Lors de notre dernière au cours de laquelle lui-même a salué nos efforts, le niveau de responsabilité des travailleurs de la RTG pour accepter de faire le service minimum, et décrocher la bande passante (…). Il a invité à la sagesse, en nous demandant de retourner vers Mme la ministre et gérer le reste en famille et que lui a déjà balisé le chemin. On a salué l’approche du premier ministre. Il a désigné son ministre de la fonction publique pour nous accompagner et nous sommes allés chez la ministre.
Alors, Mme la ministre est aujourd’hui devant un grand dilemme. Il y a ceux qui attisent autour d’elle.
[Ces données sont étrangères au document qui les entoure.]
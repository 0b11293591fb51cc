//! # Transportify Server
//!
//! HTTP entry point of the shipment tracking service, built on `Axum`, `SurrealDB` and the
//! in-process event bus.
//!
//! ## Example
//! ```no_run
//! use tport_server::Server;
//!
//! #[tokio::main]
//! async fn main() -> anyhow::Result<()> {
//!     Server::builder()
//!         .port(3009)
//!         .build()
//!         .await?
//!         .run()
//!         .await
//! }
//! ```

mod router;

pub use router::init as app;

use anyhow::{Context, Result, anyhow};
use axum_server::Handle;
use std::net::SocketAddr;
use std::time::Duration;
use tokio::signal;
use tport::domain::config::ApiConfig;
use tport::features::notifications::Notifications;
use tport::kernel::server::ApiState;
use tport_database::Database;
use tport_event_bus::EventBus;
use tracing::{error, info, warn};

const SHUTDOWN_GRACE: Duration = Duration::from_secs(30);
const MAIL_DRAIN: Duration = Duration::from_secs(10);

/// A fluent builder for configuring and initializing the [`Server`].
#[must_use = "builders do nothing unless you call .build()"]
#[derive(Debug, Default)]
pub struct ServerBuilder {
    cfg: ApiConfig,
}

impl ServerBuilder {
    /// Set up the server's configuration.
    pub fn config(mut self, cfg: ApiConfig) -> Self {
        self.cfg = cfg;
        self
    }

    pub fn port(mut self, port: u16) -> Self {
        self.cfg.server.port = port;
        self
    }

    async fn init_database(&self) -> Result<Database> {
        let db_cfg = &self.cfg.database;
        let mut builder = Database::builder()
            .url(&db_cfg.url)
            .session(&db_cfg.namespace, &db_cfg.database)
            .migrations(tport::migrations());

        if let Some(creds) = &db_cfg.credentials {
            builder = builder.auth(&creds.username, &creds.password);
        }

        builder.init().await.context("Failed to establish database connection")
    }

    fn validate_ssl_config(&self) -> Result<()> {
        if let Some(ssl) = &self.cfg.server.ssl {
            if !ssl.cert.exists() {
                anyhow::bail!("SSL certificate not found at: {}", ssl.cert.display());
            }
            if !ssl.key.exists() {
                anyhow::bail!("SSL key not found at: {}", ssl.key.display());
            }

            #[cfg(unix)]
            {
                use std::os::unix::fs::PermissionsExt;
                let metadata = ssl.key.metadata()?;
                if metadata.permissions().mode() & 0o077 != 0 {
                    warn!(
                        "SECURITY: SSL Private Key {} has insecure permissions (should be 600)",
                        ssl.key.display()
                    );
                }
            }
        }
        Ok(())
    }

    /// Consumes the builder and initializes the server.
    ///
    /// # Process
    /// 1. Validates the TLS files when TLS is configured
    /// 2. Connects to the database and applies slice migrations
    /// 3. Creates the event bus and initialises the feature slices
    /// 4. Constructs application state
    ///
    /// # Errors
    /// Returns an error if:
    /// * Database connection or migration fails
    /// * SSL certificate/key files are missing
    /// * A slice rejects its configuration (e.g. an empty JWT secret)
    pub async fn build(self) -> Result<Server> {
        self.validate_ssl_config()?;

        let address = SocketAddr::new(self.cfg.server.address, self.cfg.server.port);
        info!(address = %address, "Initializing server");

        let db = self.init_database().await?;

        let events = EventBus::new();
        let slices =
            tport::init(&self.cfg, &db, &events).map_err(|e| anyhow!("Platform bootstrap failed: {e}"))?;

        let state = slices
            .into_iter()
            .fold(ApiState::builder().config(self.cfg).db(db).events(events), |builder, slice| {
                builder.register_slice(slice)
            })
            .build()
            .context("Failed to finalize API state registry")?;
        Ok(Server { state })
    }
}

/// A fully initialized server instance ready to run.
#[must_use = "call .run().await to start the server"]
#[derive(Debug)]
pub struct Server {
    state: ApiState,
}

impl Server {
    /// Returns a new [`ServerBuilder`] to configure the server.
    pub fn builder() -> ServerBuilder {
        ServerBuilder::default()
    }

    /// Serves until a shutdown signal arrives, then stops accepting requests, closes the event
    /// bus and gives the notification worker time to send queued mail.
    ///
    /// # Errors
    /// Returns an error if the server fails to bind to the configured address
    /// or if SSL/TLS setup fails.
    pub async fn run(self) -> Result<()> {
        let cfg = self.state.config.clone();
        let address = SocketAddr::new(cfg.server.address, cfg.server.port);

        info!(address = %address, ssl = cfg.server.ssl.is_some(), "Starting server");

        let app = router::init(self.state.clone()).into_make_service_with_connect_info::<SocketAddr>();

        let handle = Handle::<SocketAddr>::new();
        let shutdown_handle = handle.clone();

        tokio::spawn(async move {
            if let Err(e) = shutdown_signal().await {
                error!("Error while waiting for shutdown signal: {e}");
                return;
            }
            info!("Shutdown signal received, starting graceful shutdown...");
            shutdown_handle.graceful_shutdown(Some(SHUTDOWN_GRACE));
        });

        if let Some(ssl_config) = &cfg.server.ssl {
            info!("Starting HTTPS server on https://{address}");

            let tls_config =
                axum_server::tls_rustls::RustlsConfig::from_pem_file(&ssl_config.cert, &ssl_config.key)
                    .await
                    .context("Failed to load SSL/TLS certificates")?;

            axum_server::bind_rustls(address, tls_config)
                .handle(handle)
                .serve(app)
                .await
                .context("HTTPS server failed")?;
        } else {
            info!("Starting HTTP server on http://{address}");

            axum_server::bind(address).handle(handle).serve(app).await.context("HTTP server failed")?;
        }

        self.stop().await;
        info!("Server shutdown complete");
        Ok(())
    }

    /// Closes the event bus and waits for pending notifications.
    pub async fn stop(&self) {
        let closed = self.state.events.shutdown();
        info!(queues = closed, "Event bus closed");
        if let Some(notifications) = self.state.get_slice::<Notifications>()
            && !notifications.worker.drain(MAIL_DRAIN).await
        {
            warn!("Some notifications were not sent before shutdown");
        }
    }

    /// Returns a reference to the application state.
    #[must_use]
    pub const fn state(&self) -> &ApiState {
        &self.state
    }
}

/// Listens for shutdown signals (Ctrl+C, SIGTERM).
async fn shutdown_signal() -> Result<()> {
    let ctrl_c = async { signal::ctrl_c().await.context("Failed to install Ctrl+C handler") };

    #[cfg(unix)]
    let terminate = async {
        signal::unix::signal(signal::unix::SignalKind::terminate())
            .context("Failed to install SIGTERM handler")?
            .recv()
            .await;
        Ok::<_, anyhow::Error>(())
    };

    #[cfg(not(unix))]
    let terminate = std::future::pending::<Result<()>>();

    tokio::select! {
        res = ctrl_c => {
            res.context("Ctrl+C signal received")?;
        },
        res = terminate => {
            res.context("SIGTERM signal received")?;
        },
    }

    Ok(())
}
Il y a des gens qui tirent de ficelles, certains même ne veulent pas que la RTG ne revienne au cabinet, que son directeur sanctionné ne soit pas rétabli. Ces gens-là, nous les avons identifiés. Le moment venu vous entendrez les travailleurs de la RTG sur leur sort.
Au ministère, Mme est venue avec M. François Mara, directeur général de l’AGP et monsieur Koné directeur général du journal Horoya. Nous étions deux syndicalistes, mais j’ai dit au ministre de la fonction publique que les deux autres ne devraient pas participer à la réunion, finalement ils sont restés à côté.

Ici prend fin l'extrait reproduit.